脳神経系の計算能力が科学の対象として興味を持たれ始めたのは科学の歴史でも比較的最近のことである.1943年McCulloch and Pittsは,神経細胞と同様の機能を持つしきい素子を組み合わせることによってヒトの思考を再現することができる,という趣旨の論文を書き,1947年にはしきい素子からなる機械が平行移動などの変換に対して不変な空間パターンの認識ができることを示した.また同1947年には数学者のWienerが適応制御の理想を「サイバネティックス」という標語に象徴して1つの学問分野を開いた.サイバネティックスとは「舵をとる人」の意味を持ち,風向きや海の状態を見ながら船を操縦して目的の港に向かわせることのできるような適応的制御システムの構築を目指す構想を表している.1957年に発表されたRosenblattのパーセプトロンは神経細胞をモデル化したしきい素子を組み合わせた回路を用い,結合が適応的に変化することによって与えられたデータ分類スキームを獲得していくという構想でできあがっている.ここでは機械の内部構造やパラメータの詳細を人が立ち入って調節するのではなく,機械が自己組織的に変化することによって入出力関係を自動獲得する.1969年,ケンブリッジ大学で数学を修めていたMarrは学位論文において,小脳はパーセプトロン学習を行う,という仮説を提唱した.この仮説には神経生理学者も注目し,その説を確認すべく実験が行われた.その検証は容易には実現しなかったが,1980年,伊藤正男が神経生理学的検証に成功した.

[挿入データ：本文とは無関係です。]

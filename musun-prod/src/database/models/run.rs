//! Production run database model.

use serde::{Deserialize, Serialize};
use sqlx::FromRow;

/// One input run (a MIDAS file) known to the tracker.
#[derive(Debug, Clone, FromRow, Serialize, Deserialize)]
pub struct ProductionRunDbModel {
    pub runkey: i64,
    pub dataset: String,
    pub runnumber: i64,
    pub responsefile: String,
    /// Set exactly once, when a job claims the run.
    pub jobkey: Option<i64>,
    /// Status: UNCLAIMED, CLAIMED, PROCESSED, ERROR
    pub status: String,
}

impl ProductionRunDbModel {
    pub fn run_status(&self) -> Option<RunStatus> {
        RunStatus::parse(&self.status)
    }
}

/// An unclaimed run offered by the selector.
#[derive(Debug, Clone, PartialEq, Eq, FromRow, Serialize, Deserialize)]
pub struct RunCandidate {
    pub runkey: i64,
    pub runnumber: i64,
    pub responsefile: String,
}

/// A run to register, before the store assigns its key.
#[derive(Debug, Clone, PartialEq, Eq)]
pub struct NewRun {
    pub runnumber: i64,
    pub responsefile: String,
}

impl NewRun {
    pub fn new(runnumber: i64, responsefile: impl Into<String>) -> Self {
        Self {
            runnumber,
            responsefile: responsefile.into(),
        }
    }
}

/// Run status values: `UNCLAIMED → CLAIMED → {PROCESSED | ERROR}`.
#[derive(
    Debug, Clone, Copy, PartialEq, Eq, Serialize, Deserialize, strum::Display, strum::EnumString,
)]
#[strum(serialize_all = "SCREAMING_SNAKE_CASE")]
#[serde(rename_all = "SCREAMING_SNAKE_CASE")]
pub enum RunStatus {
    Unclaimed,
    Claimed,
    Processed,
    Error,
}

impl RunStatus {
    pub fn as_str(&self) -> &'static str {
        match self {
            Self::Unclaimed => "UNCLAIMED",
            Self::Claimed => "CLAIMED",
            Self::Processed => "PROCESSED",
            Self::Error => "ERROR",
        }
    }

    pub fn parse(s: &str) -> Option<Self> {
        match s {
            "UNCLAIMED" => Some(Self::Unclaimed),
            "CLAIMED" => Some(Self::Claimed),
            "PROCESSED" => Some(Self::Processed),
            "ERROR" => Some(Self::Error),
            _ => None,
        }
    }

    pub fn is_terminal(&self) -> bool {
        matches!(self, Self::Processed | Self::Error)
    }
}

/// Per-status run counts, for one job or one dataset.
#[derive(Debug, Clone, Copy, Default, PartialEq, Eq, Serialize, Deserialize)]
pub struct RunStatusCounts {
    pub unclaimed: u64,
    pub claimed: u64,
    pub processed: u64,
    pub error: u64,
}

impl RunStatusCounts {
    pub fn total(&self) -> u64 {
        self.unclaimed + self.claimed + self.processed + self.error
    }

    pub fn finalized(&self) -> u64 {
        self.processed + self.error
    }

    pub(crate) fn add(&mut self, status: &str, count: i64) {
        let count = count.max(0) as u64;
        match RunStatus::parse(status) {
            Some(RunStatus::Unclaimed) => self.unclaimed += count,
            Some(RunStatus::Claimed) => self.claimed += count,
            Some(RunStatus::Processed) => self.processed += count,
            Some(RunStatus::Error) => self.error += count,
            None => {}
        }
    }
}

#[cfg(test)]
mod tests {
    use super::*;

    #[test]
    fn test_run_status_terminal() {
        assert!(RunStatus::Processed.is_terminal());
        assert!(RunStatus::Error.is_terminal());
        assert!(!RunStatus::Claimed.is_terminal());
        assert!(!RunStatus::Unclaimed.is_terminal());
    }

    #[test]
    fn test_counts_accumulate() {
        let mut counts = RunStatusCounts::default();
        counts.add("CLAIMED", 3);
        counts.add("PROCESSED", 8);
        counts.add("ERROR", 1);
        counts.add("BOGUS", 5);

        assert_eq!(counts.total(), 12);
        assert_eq!(counts.finalized(), 9);
    }
}
use std::io::{self, Stderr};
use std::time::Duration;
use anyhow::Result;
use crossterm::{
    event::{self, DisableMouseCapture, EnableMouseCapture, Event, KeyEvent, KeyEventKind, MouseEvent},
    execute,
    terminal::{disable_raw_mode, enable_raw_mode, EnterAlternateScreen, LeaveAlternateScreen},
};
use ratatui::{backend::CrosstermBackend, Terminal};
use futures_util::StreamExt;
use tokio::sync::mpsc;
use tokio::task::JoinHandle;

pub type Tui = Terminal<CrosstermBackend<Stderr>>;

const ANIMATION_TICK: Duration = Duration::from_millis(300);

#[derive(Debug)]
pub enum AppEvent {
    Key(KeyEvent),
    Mouse(MouseEvent),
    Resize(u16, u16),
    /// Typing indicator animation
    Tick,
    /// Advance the sidebar tip banner
    RotateTip,
}

/// Pumps terminal input and timers into one channel. The background tasks
/// live exactly as long as the handler.
pub struct EventHandler {
    rx: mpsc::UnboundedReceiver<AppEvent>,
    tasks: Vec<JoinHandle<()>>,
}

impl EventHandler {
    pub fn new(tip_interval: Duration) -> Self {
        let (tx, rx) = mpsc::unbounded_channel();

        let tx_events = tx.clone();
        let reader = tokio::spawn(async move {
            let mut reader = event::EventStream::new();
            while let Some(evt) = reader.next().await {
                let app_event = match evt {
                    // Only handle key press events, not release
                    Ok(Event::Key(key)) if key.kind == KeyEventKind::Press => Some(AppEvent::Key(key)),
                    Ok(Event::Mouse(mouse)) => Some(AppEvent::Mouse(mouse)),
                    Ok(Event::Resize(w, h)) => Some(AppEvent::Resize(w, h)),
                    Ok(_) => None,
                    Err(e) => {
                        tracing::warn!(error = %e, "terminal event stream error");
                        None
                    }
                };

                if let Some(event) = app_event {
                    if tx_events.send(event).is_err() {
                        break;
                    }
                }
            }
        });

        let tasks = vec![
            reader,
            spawn_interval(tx.clone(), ANIMATION_TICK, || AppEvent::Tick),
            spawn_interval(tx, tip_interval, || AppEvent::RotateTip),
        ];

        Self { rx, tasks }
    }

    pub async fn next(&mut self) -> Option<AppEvent> {
        self.rx.recv().await
    }
}

impl Drop for EventHandler {
    fn drop(&mut self) {
        for task in &self.tasks {
            task.abort();
        }
    }
}

fn spawn_interval(
    tx: mpsc::UnboundedSender<AppEvent>,
    period: Duration,
    make: fn() -> AppEvent,
) -> JoinHandle<()> {
    tokio::spawn(async move {
        let mut interval = tokio::time::interval(period);
        // The first tick completes immediately; skip it so the first event
        // arrives one full period after mount.
        interval.tick().await;
        loop {
            interval.tick().await;
            if tx.send(make()).is_err() {
                break;
            }
        }
    })
}

pub fn init() -> Result<Tui> {
    enable_raw_mode()?;
    execute!(io::stderr(), EnterAlternateScreen, EnableMouseCapture)?;

    let backend = CrosstermBackend::new(io::stderr());
    let terminal = Terminal::new(backend)?;

    Ok(terminal)
}

pub fn restore() -> Result<()> {
    execute!(io::stderr(), DisableMouseCapture, LeaveAlternateScreen)?;
    disable_raw_mode()?;
    Ok(())
}

/// Install panic hook to restore terminal on panic
pub fn install_panic_hook() {
    let original_hook = std::panic::take_hook();
    std::panic::set_hook(Box::new(move |panic_info| {
        let _ = restore();
        original_hook(panic_info);
    }));
}

#[cfg(test)]
mod tests {
    use super::*;

    #[tokio::test(start_paused = true)]
    async fn test_interval_emits_after_one_period() {
        let (tx, mut rx) = mpsc::unbounded_channel();
        let task = spawn_interval(tx, Duration::from_secs(5), || AppEvent::RotateTip);

        tokio::time::sleep(Duration::from_millis(4900)).await;
        assert!(rx.try_recv().is_err());

        tokio::time::sleep(Duration::from_millis(200)).await;
        assert!(matches!(rx.try_recv(), Ok(AppEvent::RotateTip)));

        task.abort();
    }

    #[tokio::test]
    async fn test_interval_stops_when_receiver_dropped() {
        let (tx, rx) = mpsc::unbounded_channel();
        let task = spawn_interval(tx, Duration::from_millis(1), || AppEvent::Tick);
        drop(rx);
        tokio::time::timeout(Duration::from_secs(1), task)
            .await
            .expect("interval task should exit")
            .unwrap();
    }
}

パーセプトロンの出現から四半世紀が経った1986年に,認知心理学者や数理研究者らによる論文集「Parallel Distributed Processing」が出版された.その内容の豊かさが引き金となって第2次ニューラルネットワークブームが起こった.誤差逆伝播法と呼ばれる非線形最適化法を英単語の発音推定に応用したところ,それまで人工知能研究で何年もかけて作られてきた機械の能力を超える達成率を容易に成し遂げた.またこの論文集には,スピン系のようなボルツマン分布に従う確率モデルを外部情報に適応させる学習モデル「ボルツマンマシン学習」もあってその美しさが理論研究者を魅了した.この時期には別の話題でも興奮がわき起こっていた.1970年代に提案されていた記憶検索の連想記憶モデルを Hopfield が1982年に磁性体のスピングラスモデルに類似した物理モデルとして書き下したのである.スピングラスではスピン同士が非一様相互作用をすることによって多数のエネルギー局所的最小(安定状態)が存在することが知られているが,ホップフィールドモデルでは局所的安定状態をある程度自由に選択することができる.記憶検索はその安定状態に向かう緩和プロセスと考える.このモデルは1985年にAmit, Gutfreund and Sompolinskyによって詳しく解析された.一部の物理学者が脳神経科学に興味を持つようになったのはこの論文の影響が大きい.
単純な連想記憶モデルでは,神経細胞の特性を極力単純化している.数理的な興味でモデルを論じるのはよいが,このモデルが記憶課題実行中の動物の神経系における記憶保持の本質をとらえているかどうかは未だに自明ではない.神経細胞の活動やスパイク信号伝達の様子はそれまでに考えられてきたようなものではないことが次第に認識され,最近は実験データを分析することを通して,理論モデルが改訂され,新たな研究テーマが生まれている.理論神経科学もこのように,より実証的な方向に進化している.
参考図書

[1] 篠本 滋  「情報の統計力学」丸善(1992)
[2] 篠本 滋  「脳のデザイン」岩波書店(1996)
[3] 篠本 滋  「情報処理概論---予測とシミュレーション」岩波書店(2002)
[4] 外山敬介・甘利俊一・篠本滋 「脳科学のテーブル」京都大学学術出版会(2008)
[5] "Analysis of Parallel Spike Train Data" (eds. S. Gruen and S. Rotter)
(Springer, New York, 2010). Chapter 2: "Estimating the firing rate".